**What you need to do:** Extract each line holding the word "order" from the entries.

**Stored data:**
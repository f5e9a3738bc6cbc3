//! Top-level simulation step
//!
//! `tick` is the only mutation entry point: feed it the world, the player's
//! control input and a wall-clock timestamp, and every sub-system runs in a
//! fixed order. Keeping the order fixed is what makes replays and lockstep
//! networking possible.

use super::state::{ControlInput, RacePhase, RaceWorld};
use super::{ai, body, collision, items, kinematics, progress, venom};
use crate::consts::*;

/// Per-tick external input
#[derive(Debug, Clone, Copy, Default)]
pub struct TickInput {
    /// Control for the player racer, if one is present and being driven
    pub player_control: Option<ControlInput>,
}

/// Advance the whole race by one step of (clamped) `dt` seconds
pub fn tick(world: &mut RaceWorld, input: &TickInput, now_ms: f64, dt: f32) {
    let dt = dt.clamp(DT_MIN, DT_MAX);

    match world.phase {
        RacePhase::Countdown => {
            if now_ms >= world.countdown_until_ms {
                log::info!("race started ({} racers)", world.racers.len());
                world.phase = RacePhase::Running;
            } else {
                // Bodies form on the grid but nobody moves yet
                body::update_body_segments_for_race(world);
                progress::compute_standings(world);
                return;
            }
        }
        RacePhase::Finished => {
            // Keep the field coasting for the podium screen
            for racer in &mut world.racers {
                kinematics::step_finished_racer(&world.track, racer, dt);
            }
            body::update_body_segments_for_race(world);
            return;
        }
        RacePhase::Running => {}
    }

    body::update_body_segments_for_race(world);
    items::update_body_items(world, now_ms);
    items::update_pickups(world, now_ms);
    items::update_racer_hunger(world, now_ms);

    // Controls are decided against the pre-step world so racer order can't
    // leak into steering decisions
    let controls: Vec<ControlInput> = (0..world.racers.len())
        .map(|i| {
            let racer = &world.racers[i];
            if racer.finished {
                ControlInput::default()
            } else if racer.is_player {
                input.player_control.unwrap_or_default()
            } else {
                ai::build_npc_control(world, racer, now_ms)
            }
        })
        .collect();

    for (i, control) in controls.iter().enumerate() {
        if world.racers[i].finished {
            kinematics::step_finished_racer(&world.track, &mut world.racers[i], dt);
        } else {
            kinematics::step_racer(&world.track, &mut world.racers[i], control, now_ms, dt);
        }
    }

    collision::apply_body_crossing_rules(world, now_ms);
    kinematics::prevent_racer_stall(world, now_ms);

    for (i, control) in controls.iter().enumerate() {
        venom::maybe_shoot_venom(world, i, control, now_ms);
    }

    progress::update_checkpoint_progress(world, now_ms);
    items::check_body_item_collection(world, now_ms);
    items::check_pickup_collection(world, now_ms);
    venom::update_venom_shots(world, now_ms, dt);
    collision::resolve_racer_collisions(world, now_ms);
    progress::compute_standings(world);

    if !world.racers.is_empty() && world.racers.iter().all(|r| r.finished) {
        log::info!("race finished");
        world.phase = RacePhase::Finished;
    }
}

**Exercise solution:**
//! fixed order. Keeping the order fixed is what makes replays and lockstep
    // Controls are decided against the pre-step world so racer order can't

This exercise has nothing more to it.